Items from a data source

= = = = =

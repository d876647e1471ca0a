//! Query Shape Tests
//!
//! Composed predicates evaluated end to end:
//! - value groups are OR-joined, fields within a group AND-joined
//! - combine mode matches a composite key in any rotated order
//! - case-insensitive, list, pattern and null matchers
//! - malformed arguments fail before reaching the store

mod common;

use std::sync::Arc;

use chrono::Duration;

use common::*;
use rowkeeper::compose::predicate::query_parameters;
use rowkeeper::compose::{BindStyle, RecordShape, StatementComposer};
use rowkeeper::{EngineError, EntityService, ErrorKind, InMemoryStore, SqlValue};

struct Seeded {
    fixture: Fixture<Person>,
    ann: Person,
    bea: Person,
    cy: Person,
}

fn seeded() -> Seeded {
    let fixture = people();
    let make = |name: &str, email: Option<&str>, hours: i64| {
        let mut p = person(name);
        p.email = email.map(str::to_string);
        p.audit.timestamp = base_time() + Duration::hours(hours);
        fixture.service.create(p).unwrap().into_inner().unwrap()
    };
    let ann = make("Ann", Some("ann@example.com"), 0);
    let bea = make("Bea", None, 1);
    let cy = make("Cy", Some("cy@example.org"), 2);
    Seeded { fixture, ann, bea, cy }
}

fn names(records: Vec<Person>) -> Vec<String> {
    records.into_iter().map(|p| p.name).collect()
}

// =============================================================================
// Statement text
// =============================================================================

/// Inline literals render each value group as its own conjunction.
#[test]
fn test_inline_group_rendering() {
    let config = person_config();
    let shape = RecordShape::of::<Person>();
    let composer = StatementComposer::new(&config, &shape, BindStyle::InlineLiterals);

    let mut binder = composer.binder();
    let values = ["a", "b", "c", "d"].map(SqlValue::from);
    let predicate = query_parameters(&values, &["name", "email"], false, &mut binder).unwrap();
    let statement = composer.count(Some(binder.finish(predicate)), false).unwrap();

    assert_eq!(
        statement.sql(),
        "select count(1) from dbo.[Person] where active = 1 and \
         ((name = 'a' and email = 'b') or (name = 'c' and email = 'd'))"
    );
    assert!(statement.params().is_empty());
}

/// Bound parameters keep caller text out of the statement.
#[test]
fn test_parameter_rendering() {
    let config = person_config();
    let shape = RecordShape::of::<Person>();
    let composer = StatementComposer::new(&config, &shape, BindStyle::Parameters);

    let mut binder = composer.binder();
    let values = [SqlValue::from("x' or '1'='1")];
    let predicate = query_parameters(&values, &["name"], false, &mut binder).unwrap();
    let statement = composer.select(Some(binder.finish(predicate)), true).unwrap();

    assert_eq!(
        statement.sql(),
        "select [id],[name],[email],[active],[hostAddress],[date],[userHost] \
         from dbo.[Person] where (name = @__p0) order by date desc"
    );
    assert_eq!(statement.params().get("__p0"), Some(&values[0]));
}

// =============================================================================
// Value groups
// =============================================================================

/// Several groups of one field match any of the values.
#[test]
fn test_groups_are_alternatives() {
    let s = seeded();
    let found = s
        .fixture
        .service
        .get_by_values(&[SqlValue::from("Ann"), SqlValue::from("Cy")], &["name"], false, false)
        .unwrap();
    assert_eq!(names(found), vec!["Cy", "Ann"]);
}

/// Combine mode finds a composite key given in rotated order.
#[test]
fn test_combine_matches_rotation() {
    let s = seeded();
    let rotated = [SqlValue::from("ann@example.com"), SqlValue::from("Ann")];

    assert_eq!(
        s.fixture
            .service
            .get_by_values(&rotated, &["name", "email"], false, false)
            .unwrap_err(),
        EngineError::NoContent
    );
    let found = s
        .fixture
        .service
        .get_by_values(&rotated, &["name", "email"], true, false)
        .unwrap();
    assert_eq!(found, vec![s.ann.clone()]);
}

/// Exists compares the match count with the expected amount.
#[test]
fn test_exists_amount() {
    let s = seeded();
    let values = [SqlValue::from("Ann"), SqlValue::from("Bea")];

    assert!(s.fixture.service.exists(&values, &["name"], 2, false, false).unwrap());
    assert!(!s.fixture.service.exists(&values, &["name"], 1, false, false).unwrap());
    assert!(!s
        .fixture
        .service
        .exists(&[SqlValue::from("Dee")], &["name"], 1, false, false)
        .unwrap());
}

/// Related lookups AND the id with the groups; existence checks OR them.
#[test]
fn test_related_lookups() {
    let s = seeded();
    let ann_id = SqlValue::Uuid(s.ann.id);

    let found = s
        .fixture
        .service
        .get_related(ann_id.clone(), &[SqlValue::from("Ann")], &["name"], false, false)
        .unwrap();
    assert_eq!(found, vec![s.ann.clone()]);

    assert_eq!(
        s.fixture
            .service
            .get_related(ann_id.clone(), &[SqlValue::from("Bea")], &["name"], false, false)
            .unwrap_err(),
        EngineError::NoContent
    );

    assert!(s
        .fixture
        .service
        .exists_related(ann_id, &[SqlValue::from("Bea")], &["name"], 2, false, false)
        .unwrap());
}

/// Single-field existence counts rows equal to the value.
#[test]
fn test_exists_by_field() {
    let s = seeded();
    let service = &s.fixture.service;

    assert!(service.exists_by("email", SqlValue::from("cy@example.org"), 1, false).unwrap());
    assert!(service.exists_by("name", SqlValue::from("Dee"), 0, false).unwrap());

    service.soft_delete(s.cy.clone()).unwrap();
    assert!(service.exists_by("name", SqlValue::from("Cy"), 0, false).unwrap());
    assert!(service.exists_by("name", SqlValue::from("Cy"), 1, true).unwrap());
}

// =============================================================================
// Field matchers
// =============================================================================

#[test]
fn test_case_insensitive_equality() {
    let s = seeded();

    assert_eq!(
        s.fixture
            .service
            .get_where("name", SqlValue::from("ANN"), false, false)
            .unwrap_err(),
        EngineError::NoContent
    );
    let found = s
        .fixture
        .service
        .get_where("name", SqlValue::from("ANN"), true, false)
        .unwrap();
    assert_eq!(found, vec![s.ann.clone()]);
}

#[test]
fn test_list_pattern_and_null_matchers() {
    let s = seeded();
    let service = &s.fixture.service;

    let listed = service
        .get_in(
            "name",
            &[SqlValue::from("ann"), SqlValue::from("bea"), SqlValue::from("ann")],
            true,
            false,
        )
        .unwrap();
    assert_eq!(names(listed), vec!["Bea", "Ann"]);

    assert_eq!(
        names(service.get_not("name", SqlValue::from("Ann"), false, false).unwrap()),
        vec!["Cy", "Bea"]
    );
    assert_eq!(
        names(service.get_like("email", "@example.", false, false).unwrap()),
        vec!["Cy", "Ann"]
    );
    assert_eq!(
        names(service.get_like("email", ".COM", true, false).unwrap()),
        vec!["Ann"]
    );
    assert_eq!(service.get_null("email", false).unwrap(), vec![s.bea.clone()]);
}

/// Lists come back in configured order; `get_first` takes the head.
#[test]
fn test_ordering_and_first() {
    let s = seeded();
    let service = &s.fixture.service;

    assert_eq!(names(service.get_all(false).unwrap()), vec!["Cy", "Bea", "Ann"]);
    assert_eq!(
        service.get_first("active", SqlValue::Int(1), false, false).unwrap(),
        s.cy
    );
    assert_eq!(service.get_at("date", base_time(), false).unwrap(), vec![s.ann.clone()]);

    let many = service
        .get_many(&[SqlValue::Uuid(s.ann.id), SqlValue::Uuid(s.cy.id)], false)
        .unwrap();
    assert_eq!(names(many), vec!["Cy", "Ann"]);
}

/// Inline literals reach the same rows as bound parameters.
#[test]
fn test_inline_style_reads() {
    let store = Arc::new(InMemoryStore::new());
    let writer = EntityService::new(repository::<Person>(&store, person_config()));
    let ann = writer.create(person("Ann")).unwrap().into_inner().unwrap();

    let inline = EntityService::new(
        repository::<Person>(&store, person_config()).with_bind_style(BindStyle::InlineLiterals),
    );
    assert_eq!(inline.get(SqlValue::Uuid(ann.id), false).unwrap(), ann);
    assert_eq!(
        inline
            .get_by_values(&[SqlValue::from("Ann")], &["name"], false, false)
            .unwrap(),
        vec![ann]
    );
}

// =============================================================================
// Malformed arguments
// =============================================================================

#[test]
fn test_malformed_arguments() {
    let s = seeded();
    let service = &s.fixture.service;

    let arity = service
        .get_by_values(
            &[SqlValue::from("a"), SqlValue::from("b"), SqlValue::from("c")],
            &["name", "email"],
            false,
            false,
        )
        .unwrap_err();
    assert_eq!(arity.kind(), ErrorKind::BadParameter);

    for field in ["name; drop table x", "nickname"] {
        assert_eq!(
            service
                .get_where(field, SqlValue::from("x"), false, false)
                .unwrap_err()
                .kind(),
            ErrorKind::BadParameter
        );
    }
    assert_eq!(
        service
            .get_by_values::<&str>(&[SqlValue::from("x")], &[], false, false)
            .unwrap_err()
            .kind(),
        ErrorKind::BadParameter
    );
    assert_eq!(
        service
            .get_where("name", SqlValue::Null, false, false)
            .unwrap_err()
            .kind(),
        ErrorKind::BadParameter
    );
}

= = = = =

◆ Your assignment ◆
Scan the records above for the word "Uuid". Copy each line that has it.

◆ Result of the exercise ◆
    let ann_id = SqlValue::Uuid(s.ann.id);
        .get_many(&[SqlValue::Uuid(s.ann.id), SqlValue::Uuid(s.cy.id)], false)
    assert_eq!(inline.get(SqlValue::Uuid(ann.id), false).unwrap(), ann);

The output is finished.